> _PROMPT_
Search the entries below for the word "cached" and copy every line where it appears.

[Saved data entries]
-.-.-
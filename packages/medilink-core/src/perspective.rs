//! Viewer-relative interpretation of the conversation.
//!
//! Nothing here is stored: alignment and language pairing are recomputed from
//! the current role every time, so switching roles needs no network call.

use crate::types::{Message, Role};

/// Which side of the transcript a message renders on.
#[derive(Debug, Clone, Copy, PartialEq, Eq)]
pub enum Alignment {
    /// Authored under the viewer's current role
    Mine,
    Theirs,
}

impl Alignment {
    pub fn of(message: &Message, current_role: Role) -> Self {
        if is_authored_by_viewer(message, current_role) {
            Alignment::Mine
        } else {
            Alignment::Theirs
        }
    }
}

/// Language pair stamped on an outgoing message.
#[derive(Debug, Clone, PartialEq, Eq)]
pub struct LanguagePair {
    pub original: String,
    pub target: String,
}

/// True iff the message was written under the viewer's current role.
pub fn is_authored_by_viewer(message: &Message, current_role: Role) -> bool {
    message.role == current_role
}

/// The active role speaks its own language; the other role's language is the target.
pub fn outgoing_pair(current_role: Role, doctor_language: &str, patient_language: &str) -> LanguagePair {
    let language_of = |role: Role| match role {
        Role::Doctor => doctor_language,
        Role::Patient => patient_language,
    };

    LanguagePair {
        original: language_of(current_role).to_string(),
        target: language_of(current_role.other()).to_string(),
    }
}
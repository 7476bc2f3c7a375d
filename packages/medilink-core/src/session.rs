//! Per-client session view state
//!
//! Role, languages and search query live here rather than in globals. Each
//! client (and each test) owns its own context; nothing is shared or persisted.

use crate::config::ClientConfig;
use crate::perspective::{self, Alignment, LanguagePair};
use crate::sync::Snapshot;
use crate::transcript::TranscriptView;
use crate::types::{CreateMessageRequest, Message, Role};

/// Session view state for one client.
#[derive(Debug, Clone, PartialEq, Eq)]
pub struct SessionContext {
    current_role: Role,
    doctor_language: String,
    patient_language: String,
    search_query: String,
}

impl Default for SessionContext {
    fn default() -> Self {
        Self {
            current_role: Role::Doctor,
            doctor_language: "English".to_string(),
            patient_language: "Spanish".to_string(),
            search_query: String::new(),
        }
    }
}

impl SessionContext {
    pub fn new(current_role: Role, doctor_language: &str, patient_language: &str) -> Self {
        Self {
            current_role,
            doctor_language: doctor_language.to_string(),
            patient_language: patient_language.to_string(),
            search_query: String::new(),
        }
    }

    /// Fresh session seeded from the configured defaults.
    pub fn from_config(config: &ClientConfig) -> Self {
        Self::new(
            config.default_role,
            &config.languages.doctor,
            &config.languages.patient,
        )
    }

    // ========================================================================
    // Role
    // ========================================================================

    pub fn current_role(&self) -> Role {
        self.current_role
    }

    pub fn set_role(&mut self, role: Role) {
        self.current_role = role;
    }

    /// Switch to the other role and return it
    pub fn toggle_role(&mut self) -> Role {
        self.current_role = self.current_role.other();
        self.current_role
    }

    // ========================================================================
    // Languages
    // ========================================================================

    pub fn language_for(&self, role: Role) -> &str {
        match role {
            Role::Doctor => &self.doctor_language,
            Role::Patient => &self.patient_language,
        }
    }

    /// Set a role's language. Blank names are ignored.
    pub fn set_language(&mut self, role: Role, language: &str) -> bool {
        let language = language.trim();
        if language.is_empty() {
            return false;
        }
        match role {
            Role::Doctor => self.doctor_language = language.to_string(),
            Role::Patient => self.patient_language = language.to_string(),
        }
        true
    }

    /// Language pair for the next message composed under the current role
    pub fn outgoing_pair(&self) -> LanguagePair {
        perspective::outgoing_pair(self.current_role, &self.doctor_language, &self.patient_language)
    }

    /// Build the create request for composed text, trimmed.
    pub fn outgoing_request(&self, content: &str) -> CreateMessageRequest {
        let pair = self.outgoing_pair();
        CreateMessageRequest {
            role: self.current_role,
            content: content.trim().to_string(),
            original_language: pair.original,
            target_language: pair.target,
        }
    }

    // ========================================================================
    // Search
    // ========================================================================

    pub fn search_query(&self) -> &str {
        &self.search_query
    }

    pub fn set_search_query(&mut self, query: impl Into<String>) {
        self.search_query = query.into();
    }

    pub fn clear_search(&mut self) {
        self.search_query.clear();
    }

    // ========================================================================
    // Derived views
    // ========================================================================

    pub fn alignment(&self, message: &Message) -> Alignment {
        Alignment::of(message, self.current_role)
    }

    /// Filtered, aligned transcript of `snapshot` from this session's point of view.
    pub fn transcript<'a>(&self, snapshot: &'a Snapshot) -> TranscriptView<'a> {
        TranscriptView::build(snapshot, self.current_role, &self.search_query)
    }
}
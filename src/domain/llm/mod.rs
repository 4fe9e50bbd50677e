//! Generation backend domain models and traits

mod provider;
mod request;
mod response;

pub use provider::GenerationBackend;
pub use request::GenerationRequest;
pub use response::{GenerationEnvelope, Usage};

#[cfg(test)]
pub use provider::MockGenerationBackend;
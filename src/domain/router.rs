//! Dispatch of inbound pattern requests to generators

use std::sync::Arc;

use tracing::{debug, warn};

use crate::domain::cache::{CacheOutcome, ResponseCache};
use crate::domain::generator::GeneratorRegistry;
use crate::domain::llm::GenerationBackend;
use crate::domain::pattern::PatternRequest;
use crate::domain::DomainError;

/// The artifact served for a routed request
#[derive(Debug, Clone, PartialEq, Eq)]
pub struct RoutedResponse {
    pub namespace: String,
    pub key: String,
    /// Raw generation envelope, exactly as stored
    pub body: String,
    pub outcome: CacheOutcome,
}

/// Stateless dispatcher from `pattern.type` to the matching generator.
///
/// All state lives in the store behind the response cache.
#[derive(Debug, Clone)]
pub struct PatternRouter {
    registry: Arc<GeneratorRegistry>,
    cache: Arc<ResponseCache>,
    backend: Arc<dyn GenerationBackend>,
}

impl PatternRouter {
    pub fn new(
        registry: Arc<GeneratorRegistry>,
        cache: Arc<ResponseCache>,
        backend: Arc<dyn GenerationBackend>,
    ) -> Self {
        Self {
            registry,
            cache,
            backend,
        }
    }

    pub fn registry(&self) -> &GeneratorRegistry {
        &self.registry
    }

    pub fn cache(&self) -> &ResponseCache {
        &self.cache
    }

    pub async fn route(&self, request: &PatternRequest) -> Result<RoutedResponse, DomainError> {
        let pattern_type = request.pattern.pattern_type.as_deref();

        let generator = self.registry.resolve(pattern_type).inspect_err(|_| {
            warn!(
                pattern_type = pattern_type.unwrap_or("<missing>"),
                known = ?self.registry.namespaces(),
                "No generator for pattern type"
            );
        })?;

        debug!(
            namespace = %generator.namespace(),
            temporal = request.pattern.temporal_text(),
            spatial = request.pattern.spatial_text(),
            "Routing pattern"
        );

        let cached = generator
            .respond(&request.pattern, &self.cache, self.backend.as_ref())
            .await?;

        Ok(RoutedResponse {
            namespace: generator.namespace().to_string(),
            key: cached.key,
            body: cached.value,
            outcome: cached.outcome,
        })
    }
}
use tracing_subscriber::{
    fmt::{self, format::FmtSpan},
    layer::SubscriberExt,
    util::SubscriberInitExt,
    EnvFilter,
};

use crate::config::{LogFormat, LoggingConfig};

/// `RUST_LOG` wins over the configured level when set
fn build_filter(level: &str) -> EnvFilter {
    EnvFilter::try_from_default_env().unwrap_or_else(|_| EnvFilter::new(level))
}

/// Installs the global subscriber. Fails if one is already installed.
pub fn init_logging(config: &LoggingConfig) -> anyhow::Result<()> {
    let filter = build_filter(&config.level);

    match config.format {
        LogFormat::Json => {
            tracing_subscriber::registry()
                .with(filter)
                .with(
                    fmt::layer()
                        .json()
                        .with_current_span(true)
                        .with_span_events(FmtSpan::CLOSE),
                )
                .try_init()?;
        }
        LogFormat::Pretty => {
            tracing_subscriber::registry()
                .with(filter)
                .with(
                    fmt::layer()
                        .pretty()
                        .with_target(true)
                        .with_span_events(FmtSpan::CLOSE),
                )
                .try_init()?;
        }
    }

    tracing::info!(
        level = %config.level,
        format = ?config.format,
        "Logging initialized"
    );

    Ok(())
}

#[cfg(test)]
mod tests {
    use super::*;

    #[test]
    fn test_build_filter_accepts_directives() {
        let filter = build_filter("info,cairn_gateway=debug");
        assert!(!filter.to_string().is_empty());
    }
}
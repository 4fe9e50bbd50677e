//! Error responses

use axum::{
    http::StatusCode,
    response::{IntoResponse, Response},
    Json,
};
use serde::{Deserialize, Serialize};
use tracing::error;

use crate::domain::DomainError;

/// Body of every error response: `{ "error": message }`
#[derive(Debug, Clone, PartialEq, Eq, Serialize, Deserialize)]
pub struct ApiErrorResponse {
    pub error: String,
}

/// API error with status code
#[derive(Debug)]
pub struct ApiError {
    pub status: StatusCode,
    pub response: ApiErrorResponse,
}

impl ApiError {
    pub fn new(status: StatusCode, message: impl Into<String>) -> Self {
        Self {
            status,
            response: ApiErrorResponse {
                error: message.into(),
            },
        }
    }

    pub fn bad_request(message: impl Into<String>) -> Self {
        Self::new(StatusCode::BAD_REQUEST, message)
    }

    pub fn not_found(message: impl Into<String>) -> Self {
        Self::new(StatusCode::NOT_FOUND, message)
    }

    pub fn bad_gateway(message: impl Into<String>) -> Self {
        Self::new(StatusCode::BAD_GATEWAY, message)
    }

    pub fn internal(message: impl Into<String>) -> Self {
        Self::new(StatusCode::INTERNAL_SERVER_ERROR, message)
    }

    pub fn message(&self) -> &str {
        &self.response.error
    }
}

impl IntoResponse for ApiError {
    fn into_response(self) -> Response {
        (self.status, Json(self.response)).into_response()
    }
}

impl From<DomainError> for ApiError {
    fn from(err: DomainError) -> Self {
        let message = err.to_string();

        match &err {
            DomainError::GenerationBackend { status, body } => {
                error!(status, body = %body, "Generation failed");
                Self::bad_gateway(message)
            }
            DomainError::GenerationTransport { .. } => {
                error!(error = %err, "Generation failed");
                Self::bad_gateway(message)
            }
            DomainError::Store { .. } | DomainError::Configuration { .. } => {
                error!(error = %err, "Request failed");
                Self::internal(message)
            }
            DomainError::MalformedPattern { .. } | DomainError::UnknownPatternType { .. } => {
                Self::bad_request(message)
            }
        }
    }
}

impl std::fmt::Display for ApiError {
    fn fmt(&self, f: &mut std::fmt::Formatter<'_>) -> std::fmt::Result {
        write!(f, "{}: {}", self.status, self.response.error)
    }
}

impl std::error::Error for ApiError {}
-.-.-
> _TASK RESULT_
        let cached = generator
            key: cached.key,
            body: cached.value,
            outcome: cached.outcome,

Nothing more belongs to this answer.